Une autre Haïti est possible sans les Accords de Partenariat
Economique (APE) Les mouvements sociaux et populaires de ces pays doivent continuer
leur campagne d’information, de sensibilisation, de mobilisation, de plaidoyer
et de recherches d’alternatives viables pour pouvoir forcer les gouvernements
à définir des politiques nationales de développement avec
une large participation de tous les secteurs vitaux. Ces plans doivent fixer
des objectifs clairs et précis et aussi montrer les raisons fondamentales
de la participation du pays dans les négociations internationales et
quels seront les enjeux fondamentaux pour la réalisation des objectifs
fixés.
La libéralisation commerciale a montré ses limites
et son incapacité à adresser les besoins réels de développement
des pays du Sud. Seul un processus défini depuis l’intérieur
est capable d’insuffler une nouvelle vitalité aux secteurs dynamiques
au niveau national.

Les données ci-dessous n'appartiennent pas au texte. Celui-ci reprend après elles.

use anyhow::Result;
use candle_core::backprop::GradStore;
use candle_core::{DType, Var};

const EPS: f64 = 1e-6;

/// Scale the gradients of `vars` in place so their global L2 norm is at most
/// `max_norm`. Returns the norm before clipping.
pub fn clip_grad_norm(grads: &mut GradStore, vars: &[Var], max_norm: f64) -> Result<f64> {
    let mut total_sq = 0f64;
    for var in vars {
        if let Some(grad) = grads.get(var.as_tensor()) {
            let sq = grad
                .to_dtype(DType::F32)?
                .sqr()?
                .sum_all()?
                .to_scalar::<f32>()?;
            total_sq += sq as f64;
        }
    }
    let total_norm = total_sq.sqrt();

    let clip_coef = max_norm / (total_norm + EPS);
    if clip_coef < 1.0 {
        for var in vars {
            let tensor = var.as_tensor();
            if let Some(grad) = grads.get(tensor) {
                let scaled = grad.affine(clip_coef, 0.0)?;
                grads.insert(tensor, scaled);
            }
        }
    }

    Ok(total_norm)
}

#[cfg(test)]
mod tests {
    use super::*;
    use candle_core::{Device, Tensor};

    fn norm_of(grads: &GradStore, var: &Var) -> f32 {
        grads
            .get(var.as_tensor())
            .unwrap()
            .sqr()
            .unwrap()
            .sum_all()
            .unwrap()
            .to_scalar::<f32>()
            .unwrap()
            .sqrt()
    }

    #[test]
    fn test_large_gradient_is_clipped() {
        let var = Var::from_tensor(&Tensor::new(&[30f32, 40.], &Device::Cpu).unwrap()).unwrap();
        // d/dx sum(x^2) = 2x = [60, 80], norm 100
        let loss = var.as_tensor().sqr().unwrap().sum_all().unwrap();
        let mut grads = loss.backward().unwrap();

        let before = clip_grad_norm(&mut grads, &[var.clone()], 5.0).unwrap();
        assert!((before - 100.0).abs() < 1e-3);

        let clipped = grads.get(var.as_tensor()).unwrap().to_vec1::<f32>().unwrap();
        assert!((clipped[0] - 3.0).abs() < 1e-3);
        assert!((clipped[1] - 4.0).abs() < 1e-3);
        assert!(norm_of(&grads, &var) <= 5.0 + 1e-4);
    }

    #[test]
    fn test_small_gradient_is_untouched() {
        let var = Var::from_tensor(&Tensor::new(&[0.3f32, 0.4], &Device::Cpu).unwrap()).unwrap();
        let loss = var.as_tensor().sqr().unwrap().sum_all().unwrap();
        let mut grads = loss.backward().unwrap();

        clip_grad_norm(&mut grads, &[var.clone()], 5.0).unwrap();
        let grad = grads.get(var.as_tensor()).unwrap().to_vec1::<f32>().unwrap();
        assert!((grad[0] - 0.6).abs() < 1e-6);
        assert!((grad[1] - 0.8).abs() < 1e-6);
    }
}
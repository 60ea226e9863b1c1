//! Scalar metrics written once per epoch.

use std::fs::{self, File};
use std::io::{BufWriter, Write};
use std::path::{Path, PathBuf};

use anyhow::{Context, Result};
use serde::{Deserialize, Serialize};

pub const TRAIN_LOSS: &str = "train/loss";
pub const VALID_LOSS: &str = "valid/val_loss";
pub const VALID_ACCURACY: &str = "valid/val_accuracy";
pub const LEARNING_RATE: &str = "train/learning_rate";

/// One `(step, tag, value)` sample.
#[derive(Debug, Clone, PartialEq, Serialize, Deserialize)]
pub struct ScalarRecord {
    pub step: usize,
    pub tag: String,
    pub value: f64,
}

/// Destination for training curves.
pub trait MetricsSink {
    fn add_scalar(&mut self, step: usize, tag: &str, value: f64) -> Result<()>;
}

/// Appends one JSON object per line.
pub struct JsonlMetricsWriter {
    path: PathBuf,
    writer: BufWriter<File>,
}

impl JsonlMetricsWriter {
    pub fn create<P: AsRef<Path>>(path: P) -> Result<Self> {
        let path = path.as_ref().to_path_buf();
        if let Some(parent) = path.parent() {
            fs::create_dir_all(parent)
                .with_context(|| format!("failed to create {}", parent.display()))?;
        }
        let file = File::create(&path)
            .with_context(|| format!("failed to create metrics file {}", path.display()))?;
        Ok(Self {
            path,
            writer: BufWriter::new(file),
        })
    }

    pub fn path(&self) -> &Path {
        &self.path
    }
}

impl MetricsSink for JsonlMetricsWriter {
    fn add_scalar(&mut self, step: usize, tag: &str, value: f64) -> Result<()> {
        let record = ScalarRecord {
            step,
            tag: tag.to_string(),
            value,
        };
        serde_json::to_writer(&mut self.writer, &record)?;
        self.writer.write_all(b"\n")?;
        self.writer.flush()?;
        Ok(())
    }
}

/// Keeps every sample in memory.
#[derive(Debug, Default)]
pub struct MemoryMetrics {
    pub records: Vec<ScalarRecord>,
}

impl MemoryMetrics {
    pub fn values(&self, tag: &str) -> Vec<f64> {
        self.records
            .iter()
            .filter(|r| r.tag == tag)
            .map(|r| r.value)
            .collect()
    }
}

impl MetricsSink for MemoryMetrics {
    fn add_scalar(&mut self, step: usize, tag: &str, value: f64) -> Result<()> {
        self.records.push(ScalarRecord {
            step,
            tag: tag.to_string(),
            value,
        });
        Ok(())
    }
}

#[cfg(test)]
mod tests {
    use super::*;

    #[test]
    fn test_jsonl_writer_appends_lines() {
        let dir = tempfile::tempdir().unwrap();
        let path = dir.path().join("runs").join("crf.jsonl");
        let mut writer = JsonlMetricsWriter::create(&path).unwrap();
        writer.add_scalar(1, TRAIN_LOSS, 2.5).unwrap();
        writer.add_scalar(1, VALID_LOSS, 3.0).unwrap();

        let contents = fs::read_to_string(writer.path()).unwrap();
        let records: Vec<ScalarRecord> = contents
            .lines()
            .map(|line| serde_json::from_str(line).unwrap())
            .collect();
        assert_eq!(records.len(), 2);
        assert_eq!(records[1].tag, "valid/val_loss");
        assert_eq!(records[1].value, 3.0);
    }

    #[test]
    fn test_memory_metrics_filters_by_tag() {
        let mut metrics = MemoryMetrics::default();
        metrics.add_scalar(1, TRAIN_LOSS, 1.0).unwrap();
        metrics.add_scalar(1, VALID_LOSS, 2.0).unwrap();
        metrics.add_scalar(2, TRAIN_LOSS, 0.5).unwrap();
        assert_eq!(metrics.values(TRAIN_LOSS), vec![1.0, 0.5]);
    }
}
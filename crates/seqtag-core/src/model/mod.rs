//! # Taggers
//!
//! Both architectures share the [`SequenceTagger`] capability. The variant is
//! picked once, from [`ModelKind`], when the [`Tagger`] is built.

pub mod baseline;
pub mod crf;
pub mod encoder;
pub mod hparams;

use std::path::Path;

use candle_core::{DType, Device, Tensor, Var};
use candle_nn::{VarBuilder, VarMap};
use tracing::info;

use crate::data::batch::Batch;
use crate::error::{Result, TaggerError};

pub use baseline::{BaselineModel, masked_cross_entropy};
pub use crf::CrfModel;
pub use encoder::{EmissionNetwork, RecurrentEncoder};
pub use hparams::{HyperParameters, ModelKind};

/// What every tagger can do.
pub trait SequenceTagger {
    /// `[batch, seq_len]` ids → `[batch, seq_len, num_classes]` scores.
    /// Dropout is active only when `train` is set.
    fn forward(&self, inputs: &Tensor, train: bool) -> Result<Tensor>;

    /// Scalar training loss for a batch.
    fn compute_loss(&self, batch: &Batch, train: bool) -> Result<Tensor>;

    /// Predicted label ids per example, truncated to each example's length.
    fn decode(&self, batch: &Batch) -> Result<Vec<Vec<u32>>>;
}

/// The tagger architecture, chosen once at startup.
#[derive(Debug, Clone)]
pub enum TaggerModel {
    Baseline(BaselineModel),
    Crf(CrfModel),
}

impl SequenceTagger for TaggerModel {
    fn forward(&self, inputs: &Tensor, train: bool) -> Result<Tensor> {
        match self {
            TaggerModel::Baseline(model) => model.forward(inputs, train),
            TaggerModel::Crf(model) => model.forward(inputs, train),
        }
    }

    fn compute_loss(&self, batch: &Batch, train: bool) -> Result<Tensor> {
        match self {
            TaggerModel::Baseline(model) => model.compute_loss(batch, train),
            TaggerModel::Crf(model) => model.compute_loss(batch, train),
        }
    }

    fn decode(&self, batch: &Batch) -> Result<Vec<Vec<u32>>> {
        match self {
            TaggerModel::Baseline(model) => model.decode(batch),
            TaggerModel::Crf(model) => model.decode(batch),
        }
    }
}

/// A tagger together with the parameter store it owns.
pub struct Tagger {
    varmap: VarMap,
    hparams: HyperParameters,
    model: TaggerModel,
    device: Device,
}

impl Tagger {
    /// Build a freshly initialised tagger, copying in pretrained embeddings
    /// when the hyperparameters carry them.
    pub fn new(hparams: HyperParameters, device: &Device) -> Result<Self> {
        hparams.validate()?;
        let mut varmap = VarMap::new();
        let vb = VarBuilder::from_varmap(&varmap, DType::F32, device);

        let model = match hparams.kind {
            ModelKind::Baseline => TaggerModel::Baseline(BaselineModel::new(&hparams, vb)?),
            ModelKind::Crf => TaggerModel::Crf(CrfModel::new(&hparams, vb)?),
        };

        if let Some(matrix) = &hparams.embeddings {
            info!("initializing embeddings from pretrained");
            let matrix = matrix.to_device(device)?.to_dtype(DType::F32)?;
            varmap.set_one(EmissionNetwork::EMBEDDING_WEIGHT, &matrix)?;
        }

        Ok(Self {
            varmap,
            hparams,
            model,
            device: device.clone(),
        })
    }

    pub fn hparams(&self) -> &HyperParameters {
        &self.hparams
    }

    pub fn kind(&self) -> ModelKind {
        self.hparams.kind
    }

    pub fn model(&self) -> &TaggerModel {
        &self.model
    }

    pub fn device(&self) -> &Device {
        &self.device
    }

    /// Every trainable parameter, for the optimizer.
    pub fn trainable_vars(&self) -> Vec<Var> {
        self.varmap.all_vars()
    }

    pub fn num_parameters(&self) -> usize {
        self.varmap.all_vars().iter().map(|var| var.elem_count()).sum()
    }

    /// One line per parameter with its shape, sorted by name.
    pub fn summary(&self) -> String {
        let data = self
            .varmap
            .data()
            .lock()
            .unwrap_or_else(|poisoned| poisoned.into_inner());
        let mut names: Vec<&String> = data.keys().collect();
        names.sort();

        let mut out = format!("{} (\n", self.hparams.model_name);
        for name in names {
            let var = &data[name];
            out.push_str(&format!(
                "  ({name}): shape={:?}, parameters={}\n",
                var.dims(),
                var.elem_count()
            ));
        }
        out.push(')');
        out
    }

    /// Write the parameter-only snapshot as safetensors.
    pub fn save_weights<P: AsRef<Path>>(&self, path: P) -> Result<()> {
        self.varmap.save(path)?;
        Ok(())
    }

    /// Overwrite every parameter from a safetensors snapshot.
    pub fn load_weights<P: AsRef<Path>>(&mut self, path: P) -> Result<()> {
        let path = path.as_ref();
        if !path.exists() {
            return Err(TaggerError::Io(std::io::Error::new(
                std::io::ErrorKind::NotFound,
                format!("weights file {} not found", path.display()),
            )));
        }
        self.varmap.load(path)?;
        Ok(())
    }
}

impl SequenceTagger for Tagger {
    fn forward(&self, inputs: &Tensor, train: bool) -> Result<Tensor> {
        self.model.forward(inputs, train)
    }

    fn compute_loss(&self, batch: &Batch, train: bool) -> Result<Tensor> {
        self.model.compute_loss(batch, train)
    }

    fn decode(&self, batch: &Batch) -> Result<Vec<Vec<u32>>> {
        self.model.decode(batch)
    }
}

impl std::fmt::Debug for Tagger {
    fn fmt(&self, f: &mut std::fmt::Formatter<'_>) -> std::fmt::Result {
        f.debug_struct("Tagger")
            .field("hparams", &self.hparams)
            .field("device", &self.device)
            .finish_non_exhaustive()
    }
}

Ainsi, tous les secteurs de la vie nationale ont besoin
de montrer leur capacité à se rallier derrière un objectif
commun qui est de lutter contre les APE et mettre le gouvernement, l’Etat
haïtien devant ses responsabilités d’élaborer des politiques
nationales en fonction des revendications fondamentales de la population haïtienne.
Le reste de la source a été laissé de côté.